HOW TO COMPLETE THIS TASK: Locate and copy each line in the data that contains the word "kept".

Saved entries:
BEGIN

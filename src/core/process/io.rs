// vkscheme: Xcode scheme patcher for Vulkan loader paths
//
// SPDX-FileCopyrightText: 2026 Romeo Ahmed
// SPDX-License-Identifier: GPL-3.0-or-later

//! I/O streaming and output capture for processes.
//!
//! ```text
//! run_child()
//!   stdout/stderr reader tasks (one per piped stream)
//!   wait, bounded by the timeout if set
//!   join readers --> ProcessOutput { exit_code, stdout, stderr }
//!
//! read_stream()
//!   read_until('\n') --> lossy UTF-8 --> log and/or keep
//! ```

use tokio::io::{AsyncBufReadExt, AsyncRead, BufReader};
use tokio::process::Child;
use tokio::task::JoinHandle;
use tracing::{trace, warn};

use super::builder::{ProcessBuilder, ProcessOutput, StreamFlags};
use crate::error::ProcessError;

/// Spawns a reader task for a piped stream if its flags need one.
fn spawn_reader<R>(
    stream: Option<R>,
    flags: StreamFlags,
    process_name: &str,
    stream_name: &'static str,
) -> Option<JoinHandle<String>>
where
    R: AsyncRead + Unpin + Send + 'static,
{
    if !flags.intersects(StreamFlags::FORWARD_TO_LOG | StreamFlags::KEEP_IN_STRING) {
        return None;
    }
    stream.map(|stream| {
        let name = process_name.to_string();
        tokio::spawn(async move { read_stream(stream, flags, &name, stream_name).await })
    })
}

/// Waits for a reader task and returns what it kept.
async fn join_reader(handle: Option<JoinHandle<String>>) -> String {
    match handle {
        Some(handle) => handle.await.unwrap_or_default(),
        None => String::new(),
    }
}

impl ProcessBuilder {
    /// Runs the child process, handling I/O streaming and waiting for completion.
    pub(super) async fn run_child(
        &self,
        name: &str,
        cmd_line: &str,
        child: &mut Child,
    ) -> Result<ProcessOutput, ProcessError> {
        let stdout_handle = spawn_reader(child.stdout.take(), self.stdout_config(), name, "stdout");
        let stderr_handle = spawn_reader(child.stderr.take(), self.stderr_config(), name, "stderr");

        let wait_error = |e: std::io::Error| ProcessError::OutputError {
            command: cmd_line.to_string(),
            message: e.to_string(),
        };

        let exit_status = if let Some(timeout_duration) = self.timeout_duration() {
            if let Ok(status) = tokio::time::timeout(timeout_duration, child.wait()).await {
                status.map_err(wait_error)?
            } else {
                warn!(process = %name, timeout = ?timeout_duration, "Process timed out");
                child.kill().await.map_err(wait_error)?;
                // Grandchildren may still hold the pipes open.
                for handle in [stdout_handle, stderr_handle].into_iter().flatten() {
                    handle.abort();
                }
                return Err(ProcessError::Timeout {
                    command: cmd_line.to_string(),
                    timeout_secs: timeout_duration.as_secs(),
                });
            }
        } else {
            child.wait().await.map_err(wait_error)?
        };

        let stdout = join_reader(stdout_handle).await;
        let stderr = join_reader(stderr_handle).await;

        Ok(ProcessOutput::new(
            exit_status.code().unwrap_or(-1),
            stdout,
            stderr,
        ))
    }
}

/// Reads a stream line by line, logging and/or keeping each line.
///
/// Invalid UTF-8 is replaced rather than ending the read.
async fn read_stream<R>(
    reader: R,
    flags: StreamFlags,
    process_name: &str,
    stream_name: &str,
) -> String
where
    R: AsyncRead + Unpin,
{
    let mut reader = BufReader::new(reader);
    let mut kept = String::new();
    let mut buf = Vec::new();

    loop {
        buf.clear();
        match reader.read_until(b'\n', &mut buf).await {
            Ok(0) => break,
            Ok(_) => {
                let line = String::from_utf8_lossy(&buf);
                let line = line.trim_end_matches(['\n', '\r']);
                if flags.contains(StreamFlags::FORWARD_TO_LOG) {
                    trace!(process = %process_name, stream = %stream_name, line = %line, "output");
                }
                if flags.contains(StreamFlags::KEEP_IN_STRING) {
                    if !kept.is_empty() {
                        kept.push('\n');
                    }
                    kept.push_str(line);
                }
            }
            Err(e) => {
                warn!(
                    process = %process_name,
                    stream = %stream_name,
                    error = %e,
                    "error reading stream"
                );
                break;
            }
        }
    }

    kept
}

END

RESPONSE TO THIS TASK:
/// Waits for a reader task and returns what it kept.
    let mut kept = String::new();
                    if !kept.is_empty() {
                        kept.push('\n');
                    kept.push_str(line);
    kept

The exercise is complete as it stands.